SERS sta guadagnando il riconoscimento come una tecnica estremamente potente di bio-rilevamento che offre molti vantaggi unici. Il rapporto con le vibrazioni molecolari permette di individuare in modo selettivo "impronte digitali" di analiti specifici da spettri SERS, mentre la sensibilità estremamente elevata rende possibile rilevare piccole quantità di analita 9,10,11,35. Inoltre, SERS è una tecnica non distruttiva che è anche relativamente insensibile all'acqua, e quindi è molto adatto per sondare materiali biologici nel loro ambiente acquoso naturale 9. I risultati presentati sottolineano questi vantaggi e dimostrano come ulteriore forte potenziale di SERS come tecnica senza etichetta molto flessibile di bio-rilevamento. In tre disegni che impiegano monostrati di diverse biomolecole substrato-immobilizzato, i modi Raman sono stati rilevati che potrebbero essere tranquillamente attribuito alle analiti particolari. Che il rilevamento di queste biomolecole, or rispettivi ligandi, è stato dimostrato utilizzando superfici piane di silice fusa come il supporto per substrati SERS, rende i disegni compatibili con l'elettronica e le impostazioni correnti microfluidica, promettendo numerose applicazioni in relazione con architetture bio-elettronico interfacciamento materiali biologici con superfici di elettronica emergente e dispositivi elettrochimici 2,3. È importante sottolineare che, in due dei tre disegni è stata dimostrata per rilevamento SERS legame specifico di piccole molecole, quali glucosio e dopamina, impiegando monostrati della proteina superficie immobilizzato e aptamer, rispettivamente, come gli elementi di riconoscimento.
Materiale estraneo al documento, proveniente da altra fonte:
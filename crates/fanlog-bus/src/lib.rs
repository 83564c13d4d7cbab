//! Message bus collaborator for the fanlog pipeline.
//!
//! The pipeline talks to its transport through the [`MessageBus`] trait:
//! fan-out pub/sub channels, a durable append log with consumer groups, and
//! plain list storage for the consumer registry. Two backends are provided:
//! - [`RedisBus`]: pub/sub + streams + lists over a connection pool
//! - [`MemoryBus`]: in-process backend for tests and local development

pub mod error;
pub mod memory;
pub mod redis;

use std::pin::Pin;

use async_trait::async_trait;
use futures::{Stream, StreamExt};

use fanlog_common::Message;

pub use error::{BusError, Result};
pub use memory::{LogEntry, MemoryBus};
pub use redis::RedisBus;

/// Where a newly created consumer group starts reading the log.
#[derive(Debug, Clone, Copy, PartialEq, Eq)]
pub enum GroupStart {
    /// Only entries appended after creation are delivered.
    Tail,
    /// The group observes the log from its first entry.
    Beginning,
}

impl GroupStart {
    pub fn entry_id(&self) -> &'static str {
        match self {
            GroupStart::Tail => "$",
            GroupStart::Beginning => "0",
        }
    }
}

/// A message delivered on a fan-out channel.
#[derive(Debug, Clone, PartialEq, Eq)]
pub struct ChannelMessage {
    pub channel: String,
    pub payload: String,
}

/// A live fan-out subscription.
///
/// Every subscription receives its own copy of each message published to the
/// channel after the subscription was opened. There is no acknowledgement and
/// no replay. The stream ends when the underlying connection closes.
pub struct Subscription {
    inner: Pin<Box<dyn Stream<Item = ChannelMessage> + Send + Sync>>,
}

impl Subscription {
    pub fn new(stream: impl Stream<Item = ChannelMessage> + Send + Sync + 'static) -> Self {
        Self {
            inner: Box::pin(stream),
        }
    }

    /// Waits for the next message; `None` once the subscription has closed.
    pub async fn next(&mut self) -> Option<ChannelMessage> {
        self.inner.next().await
    }
}

/// Transport seam between the pipeline and its bus.
///
/// Implementations must be safe to share behind an `Arc`: every call acquires
/// whatever connection it needs and releases it before returning, so
/// concurrent workers never contend on a shared connection.
#[async_trait]
pub trait MessageBus: Send + Sync {
    /// Publishes a payload to a fan-out channel. Delivering to zero
    /// subscribers is not an error.
    async fn publish(&self, channel: &str, payload: &str) -> Result<()>;

    /// Opens a dedicated subscription to a fan-out channel.
    async fn subscribe(&self, channel: &str) -> Result<Subscription>;

    /// Appends a message to the durable log, returning the generated
    /// entry id.
    async fn append(&self, log: &str, message: &Message) -> Result<String>;

    /// Creates a consumer group on the log. Returns
    /// [`BusError::GroupExists`] when the group is already present so
    /// callers can treat the conflict as success. With
    /// `create_log_if_missing` the log itself is created when absent;
    /// without it, a missing log is a command failure.
    async fn create_consumer_group(
        &self,
        log: &str,
        group: &str,
        start: GroupStart,
        create_log_if_missing: bool,
    ) -> Result<()>;

    /// Removes a key of any kind. Deleting an absent key is a no-op.
    async fn delete_key(&self, key: &str) -> Result<()>;

    /// Appends a value to the tail of a list, creating it when absent.
    async fn append_to_list(&self, key: &str, value: &str) -> Result<()>;

    /// Reads a whole list in insertion order; absent key reads as empty.
    async fn read_list(&self, key: &str) -> Result<Vec<String>>;
}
Tuttavia, diversi aspetti devono essere curati per ottenere un efficiente SERS bio-rilevamento nell'impostazione "on-chip". Prima di tutto, una sfida ben noto che è comune per la maggior parte biomolecole è la loro tendenza a degradare, in particolare quando esposto a condizioni non naturali come queto seccabiente o intensa luce laser. Durante il protocollo, abbiamo sottolineato l'importanza di mantenere sempre i campioni bio-funzionalizzati immersi in soluzioni adeguate durante l'intero esperimento, dalla preparazione dei campioni per l'acquisizione degli spettri Raman. Per questi ultimi, una camera impermeabile personalizzato è stato progettato (Figura 7) per evitare l'evaporazione del liquido durante le esposizioni laser. La durata dell'esposizione e l'intensità del laser deve essere limitato, come descritto al punto 5.3 del protocollo per evitare danni dei campioni.
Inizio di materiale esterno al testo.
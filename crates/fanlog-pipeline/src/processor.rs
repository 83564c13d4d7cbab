//! Per-message processing: provenance stamping and the durable append.

use std::sync::Arc;

use chrono::{SecondsFormat, Utc};
use tracing::debug;

use fanlog_bus::MessageBus;
use fanlog_common::{ConsumerId, Message, PROCESSED_BY_FIELD, PROCESSING_TIME_FIELD};

use crate::error::Result;
use crate::metrics::ProcessedCounter;

/// Stamps a message with the processing worker's identity and timestamp,
/// then appends it to the processed log.
///
/// The counter moves only after the append has succeeded; a failed append
/// leaves it untouched and surfaces the error to the calling worker.
#[derive(Clone)]
pub struct MessageProcessor {
    bus: Arc<dyn MessageBus>,
    log: String,
    counter: Arc<ProcessedCounter>,
}

impl MessageProcessor {
    pub fn new(
        bus: Arc<dyn MessageBus>,
        log: impl Into<String>,
        counter: Arc<ProcessedCounter>,
    ) -> Self {
        Self {
            bus,
            log: log.into(),
            counter,
        }
    }

    pub async fn process(&self, mut message: Message, consumer: &ConsumerId) -> Result<()> {
        message.set(PROCESSED_BY_FIELD, consumer.as_str());
        message.set(
            PROCESSING_TIME_FIELD,
            Utc::now().to_rfc3339_opts(SecondsFormat::Millis, true),
        );

        let entry_id = self.bus.append(&self.log, &message).await?;
        self.counter.record();
        debug!(consumer = %consumer, entry_id = %entry_id, "Message appended");
        Ok(())
    }
}
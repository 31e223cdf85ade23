use indicatif::{ProgressBar, ProgressDrawTarget, ProgressStyle};
use reqwest::StatusCode;
use std::io::{self, Write};
use std::time::Duration;

use crate::ui;

pub const MAX_TENTATIVAS: u32 = 5;
pub const ESPERA_LIMITE: Duration = Duration::from_secs(60);
const INTERVALO_CONTAGEM: Duration = Duration::from_secs(1);

/// Política de nova tentativa para respostas de limite de requisições.
///
/// A espera é fixa: sem backoff exponencial, sem jitter, e a mesma para a
/// primeira ou a quinta resposta limitada.
#[derive(Debug, Clone)]
pub struct PoliticaRetentativa {
    pub max_tentativas: u32,
    pub espera: Duration,
    /// Passo da contagem regressiva exibida durante a espera.
    pub intervalo: Duration,
    pub deve_repetir: fn(StatusCode) -> bool,
}

fn limite_de_requisicoes(status: StatusCode) -> bool {
    status == StatusCode::TOO_MANY_REQUESTS
}

impl Default for PoliticaRetentativa {
    fn default() -> Self {
        Self {
            max_tentativas: MAX_TENTATIVAS,
            espera: ESPERA_LIMITE,
            intervalo: INTERVALO_CONTAGEM,
            deve_repetir: limite_de_requisicoes,
        }
    }
}

impl PoliticaRetentativa {
    pub fn new(max_tentativas: u32, espera: Duration) -> Self {
        Self {
            max_tentativas: max_tentativas.max(1),
            espera,
            ..Self::default()
        }
    }

    pub fn sem_espera(max_tentativas: u32) -> Self {
        Self::new(max_tentativas, Duration::ZERO)
    }

    pub fn repete(&self, status: StatusCode) -> bool {
        (self.deve_repetir)(status)
    }

    /// Aguarda a espera configurada mostrando a contagem regressiva.
    ///
    /// Em terminal a contagem é uma barra do indicatif; com a saída redirecionada
    /// (pipe, arquivo) cada passo vira uma linha `\rAguardando... Ns`.
    pub async fn aguardar(&self, tentativa: u32) {
        ui::print_warning(&format!(
            "Limite de requisições excedido. Aguardando {} segundos (tentativa {}/{}):",
            self.espera.as_secs(),
            tentativa,
            self.max_tentativas
        ));

        let passos = self.passos();
        if passos > 0 {
            let alvo = ProgressDrawTarget::stdout();
            let resultado = if ui::is_quiet() {
                self.contagem_texto(passos, &mut io::sink()).await
            } else if alvo.is_hidden() {
                self.contagem_texto(passos, &mut io::stdout()).await
            } else {
                self.contagem_barra(passos, alvo).await;
                Ok(())
            };

            if let Err(e) = resultado {
                ui::print_verbose(&format!("Falha ao exibir contagem: {}", e));
            }
        }

        ui::print_info("Tentando novamente...");
    }

    async fn contagem_barra(&self, passos: u64, alvo: ProgressDrawTarget) {
        let pb = barra_contagem(passos, alvo);
        for restante in (1..=passos).rev() {
            pb.set_position(passos - restante);
            pb.set_message(format!("{}s", self.restante_em_segundos(restante)));
            tokio::time::sleep(self.intervalo).await;
        }
        pb.set_position(passos);
        pb.finish_with_message("0s");
    }

    /// Contagem em texto simples: um passo por intervalo, reescrevendo a mesma linha.
    async fn contagem_texto<W: Write>(&self, passos: u64, out: &mut W) -> io::Result<()> {
        for restante in (1..=passos).rev() {
            write!(out, "\rAguardando... {}s  ", self.restante_em_segundos(restante))?;
            out.flush()?;
            tokio::time::sleep(self.intervalo).await;
        }
        writeln!(out, "\rAguardando... 0s  ")?;
        out.flush()
    }

    fn passos(&self) -> u64 {
        if self.espera.is_zero() || self.intervalo.is_zero() {
            return 0;
        }
        let passos = self.espera.as_millis() / self.intervalo.as_millis().max(1);
        u64::try_from(passos).unwrap_or(u64::MAX).max(1)
    }

    fn restante_em_segundos(&self, passos_restantes: u64) -> u64 {
        let intervalo_ms = u64::try_from(self.intervalo.as_millis()).unwrap_or(u64::MAX);
        intervalo_ms.saturating_mul(passos_restantes).div_ceil(1000)
    }
}

fn barra_contagem(passos: u64, alvo: ProgressDrawTarget) -> ProgressBar {
    let pb = ProgressBar::with_draw_target(Some(passos), alvo);
    pb.set_style(
        ProgressStyle::with_template("Aguardando... {msg:>4} [{bar:30.yellow/blue}]")
            .unwrap_or_else(|_| ProgressStyle::default_bar())
            .progress_chars("#>-"),
    );
    pb
}

#[cfg(test)]
mod tests {
    use super::*;
    use std::time::Instant;

    #[test]
    fn padrao_repete_apenas_429() {
        let politica = PoliticaRetentativa::default();
        assert_eq!(politica.max_tentativas, 5);
        assert_eq!(politica.espera, Duration::from_secs(60));
        assert!(politica.repete(StatusCode::TOO_MANY_REQUESTS));
        assert!(!politica.repete(StatusCode::INTERNAL_SERVER_ERROR));
        assert!(!politica.repete(StatusCode::SERVICE_UNAVAILABLE));
        assert!(!politica.repete(StatusCode::OK));
    }

    #[test]
    fn contagem_decresce_um_segundo_por_passo() {
        let politica = PoliticaRetentativa::default();
        assert_eq!(politica.passos(), 60);
        assert_eq!(politica.restante_em_segundos(60), 60);
        assert_eq!(politica.restante_em_segundos(1), 1);
    }

    #[test]
    fn sem_espera_nao_tem_passos() {
        assert_eq!(PoliticaRetentativa::sem_espera(3).passos(), 0);
    }

    #[test]
    fn zero_tentativas_vira_uma() {
        assert_eq!(PoliticaRetentativa::new(0, ESPERA_LIMITE).max_tentativas, 1);
        assert_eq!(PoliticaRetentativa::sem_espera(0).max_tentativas, 1);
    }

    #[test]
    fn espera_enorme_nao_estoura() {
        let politica = PoliticaRetentativa::new(5, Duration::from_secs(u64::MAX));
        let passos = politica.passos();
        assert_eq!(passos, u64::MAX);
        assert_eq!(politica.restante_em_segundos(passos), u64::MAX.div_ceil(1000));
        assert_eq!(politica.restante_em_segundos(1), 1);
    }

    #[tokio::test(start_paused = true)]
    async fn contagem_texto_escreve_um_passo_por_segundo() {
        let politica = PoliticaRetentativa::new(5, Duration::from_secs(3));
        let mut out = Vec::new();
        let inicio = tokio::time::Instant::now();

        politica.contagem_texto(politica.passos(), &mut out).await.unwrap();

        assert_eq!(
            String::from_utf8(out).unwrap(),
            "\rAguardando... 3s  \rAguardando... 2s  \rAguardando... 1s  \rAguardando... 0s  \n"
        );
        assert!(inicio.elapsed() >= Duration::from_secs(3));
        assert!(inicio.elapsed() < Duration::from_secs(4));
    }

    #[tokio::test(start_paused = true)]
    async fn contagem_padrao_vai_de_60_a_0() {
        let politica = PoliticaRetentativa::default();
        let mut out = Vec::new();
        politica.contagem_texto(politica.passos(), &mut out).await.unwrap();

        let texto = String::from_utf8(out).unwrap();
        let linhas: Vec<&str> = texto.split('\r').filter(|s| !s.is_empty()).map(str::trim_end).collect();
        let esperado: Vec<String> = (0..=60).rev().map(|s| format!("Aguardando... {}s", s)).collect();
        assert_eq!(linhas, esperado);
    }

    #[tokio::test]
    async fn sem_espera_retorna_imediatamente() {
        let inicio = Instant::now();
        PoliticaRetentativa::sem_espera(5).aguardar(1).await;
        assert!(inicio.elapsed() < Duration::from_millis(500));
    }

    #[tokio::test(start_paused = true)]
    async fn espera_completa_dura_o_tempo_configurado() {
        let politica = PoliticaRetentativa::default();
        let inicio = tokio::time::Instant::now();
        politica.aguardar(1).await;
        let decorrido = inicio.elapsed();
        assert!(decorrido >= Duration::from_secs(60));
        assert!(decorrido < Duration::from_secs(61));
    }
}
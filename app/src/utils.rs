use std::io::{self, BufRead};

pub const CNPJ_DIGITOS: usize = 14;

/// CNPJ aceito: exatamente 14 dígitos decimais, sem pontos, traços, barras ou espaços.
pub fn cnpj_valido(cnpj: &str) -> bool {
    cnpj.len() == CNPJ_DIGITOS && cnpj.bytes().all(|b| b.is_ascii_digit())
}

/// Lê uma linha da entrada. Fim de arquivo resulta em string vazia.
pub fn ler_linha<R: BufRead>(input: &mut R) -> io::Result<String> {
    let mut linha = String::new();
    input.read_line(&mut linha)?;
    Ok(linha.trim().to_string())
}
I risultati del rilevamento SERS si trovano sensibili alla geometria del substrato impiegato, ed in particolare la separazione tra funzione delle nanostrutture metalliche. Come risulta dalle figure 8 e 9, l'intensità SERS di design 1 campioni dipende fortemente dalla larghezza delle fessure tra Au nano-puntini su silice fusa. Fuori di tre matrici di Au nanodots testati in questo motivo (Figura 8), l'intensità Raman massima si ottiene con Array I, che ha le lacune stretto tra le caratteristiche Au e quindi fornisce più efficiente amplificazione di campo elettromagnetico. Come mostra la Figura 9 illustra, è richiesto il controllo di inter-funzionalità separazioni a livello di 10-20 nm o meno. Impiegando EBL per la fabbricazione di substrati SERS, come dimostrato qui, offre una risoluzione efficace specifico per il controllo delle larghezze di inter-funzione lacune. Con un EBL positiva tono resistere come PMMA, la dimensione dei fori in maschere PMMA può essere variata semplicemente cambiando le dosi di esposizione. Dopo lift-off questo si traduce in diverse dimensioni di punti in metallo, e la larghezza delle fessure tra i punti può essere sintonizzato come desiderato selezionando corretta esposizione EBL dosi 18.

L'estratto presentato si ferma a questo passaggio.